▸ **SOURCE DATA**
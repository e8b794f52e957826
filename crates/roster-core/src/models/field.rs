//! Field and table schema model

use std::fmt;

use serde::{Deserialize, Serialize};

/// Kind of a remote table column.
///
/// Serialized with the remote store's type names (`singleLineText`,
/// `multipleRecordLinks`, ...). Kinds the engine has no special handling for
/// are carried verbatim in `Other`.
#[derive(Debug, Clone, PartialEq, Eq, Hash, Serialize, Deserialize)]
#[serde(from = "String", into = "String")]
pub enum FieldType {
    SingleLineText,
    MultilineText,
    Email,
    Number,
    Checkbox,
    Date,
    DateTime,
    MultipleRecordLinks,
    MultipleSelects,
    SingleSelect,
    Other(String),
}

impl FieldType {
    #[must_use]
    pub fn as_str(&self) -> &str {
        match self {
            Self::SingleLineText => "singleLineText",
            Self::MultilineText => "multilineText",
            Self::Email => "email",
            Self::Number => "number",
            Self::Checkbox => "checkbox",
            Self::Date => "date",
            Self::DateTime => "dateTime",
            Self::MultipleRecordLinks => "multipleRecordLinks",
            Self::MultipleSelects => "multipleSelects",
            Self::SingleSelect => "singleSelect",
            Self::Other(name) => name,
        }
    }

    /// Date-like kinds whose stored values may carry a millisecond suffix.
    #[must_use]
    pub const fn is_temporal(&self) -> bool {
        matches!(self, Self::Date | Self::DateTime)
    }
}

impl From<String> for FieldType {
    fn from(value: String) -> Self {
        match value.as_str() {
            "singleLineText" => Self::SingleLineText,
            "multilineText" => Self::MultilineText,
            "email" => Self::Email,
            "number" => Self::Number,
            "checkbox" => Self::Checkbox,
            "date" => Self::Date,
            "dateTime" => Self::DateTime,
            "multipleRecordLinks" => Self::MultipleRecordLinks,
            "multipleSelects" => Self::MultipleSelects,
            "singleSelect" => Self::SingleSelect,
            _ => Self::Other(value),
        }
    }
}

impl From<&str> for FieldType {
    fn from(value: &str) -> Self {
        Self::from(value.to_string())
    }
}

impl From<FieldType> for String {
    fn from(value: FieldType) -> Self {
        value.as_str().to_string()
    }
}

impl fmt::Display for FieldType {
    fn fmt(&self, f: &mut fmt::Formatter<'_>) -> fmt::Result {
        f.write_str(self.as_str())
    }
}

/// A column as reported by the remote store.
#[derive(Debug, Clone, PartialEq, Eq, Serialize, Deserialize)]
pub struct FieldSchema {
    /// Remote field identifier
    #[serde(default)]
    pub id: String,
    pub name: String,
    #[serde(rename = "type")]
    pub field_type: FieldType,
}

/// A column the mirror wants to exist.
///
/// `options` is passed through to the remote store untouched; some kinds
/// (checkbox, dateTime, links) cannot be created without it.
#[derive(Debug, Clone, PartialEq, Serialize, Deserialize)]
#[serde(deny_unknown_fields)]
pub struct FieldSpec {
    pub name: String,
    #[serde(rename = "type")]
    pub field_type: FieldType,
    #[serde(default, skip_serializing_if = "Option::is_none")]
    pub options: Option<serde_json::Value>,
}

impl FieldSpec {
    pub fn new(name: impl Into<String>, field_type: FieldType) -> Self {
        Self {
            name: name.into(),
            field_type,
            options: None,
        }
    }

    #[must_use]
    pub fn with_options(mut self, options: serde_json::Value) -> Self {
        self.options = Some(options);
        self
    }
}

/// Identifier assigned to a table by the remote store.
#[derive(Debug, Clone, PartialEq, Eq, Hash, Serialize, Deserialize)]
#[serde(transparent)]
pub struct TableId(pub String);

impl TableId {
    #[must_use]
    pub fn as_str(&self) -> &str {
        &self.0
    }
}

impl fmt::Display for TableId {
    fn fmt(&self, f: &mut fmt::Formatter<'_>) -> fmt::Result {
        f.write_str(&self.0)
    }
}

/// One remote table and its ordered columns.
#[derive(Debug, Clone, PartialEq, Eq, Serialize, Deserialize)]
pub struct TableSchema {
    pub id: TableId,
    pub name: String,
    pub fields: Vec<FieldSchema>,
}

impl TableSchema {
    /// Look up a column by name.
    #[must_use]
    pub fn field(&self, name: &str) -> Option<&FieldSchema> {
        self.fields.iter().find(|field| field.name == name)
    }

    /// Declared type of a column, `Other("")` when the column is unknown.
    #[must_use]
    pub fn field_type(&self, name: &str) -> FieldType {
        self.field(name)
            .map_or_else(|| FieldType::Other(String::new()), |field| field.field_type.clone())
    }

    /// Specs from `desired` that have no column of the same name yet.
    #[must_use]
    pub fn missing_fields<'a>(&self, desired: &'a [FieldSpec]) -> Vec<&'a FieldSpec> {
        desired
            .iter()
            .filter(|spec| self.field(&spec.name).is_none())
            .collect()
    }

    /// Append a newly created column. Columns are never removed.
    pub fn push_field(&mut self, field: FieldSchema) {
        if self.field(&field.name).is_none() {
            self.fields.push(field);
        }
    }
}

▸ **HOW TO COMPLETE THIS TASK**
Please show the lines of the material that contain the string "TableSchema".

▸ **EXERCISE ANSWER**
pub struct TableSchema {
impl TableSchema {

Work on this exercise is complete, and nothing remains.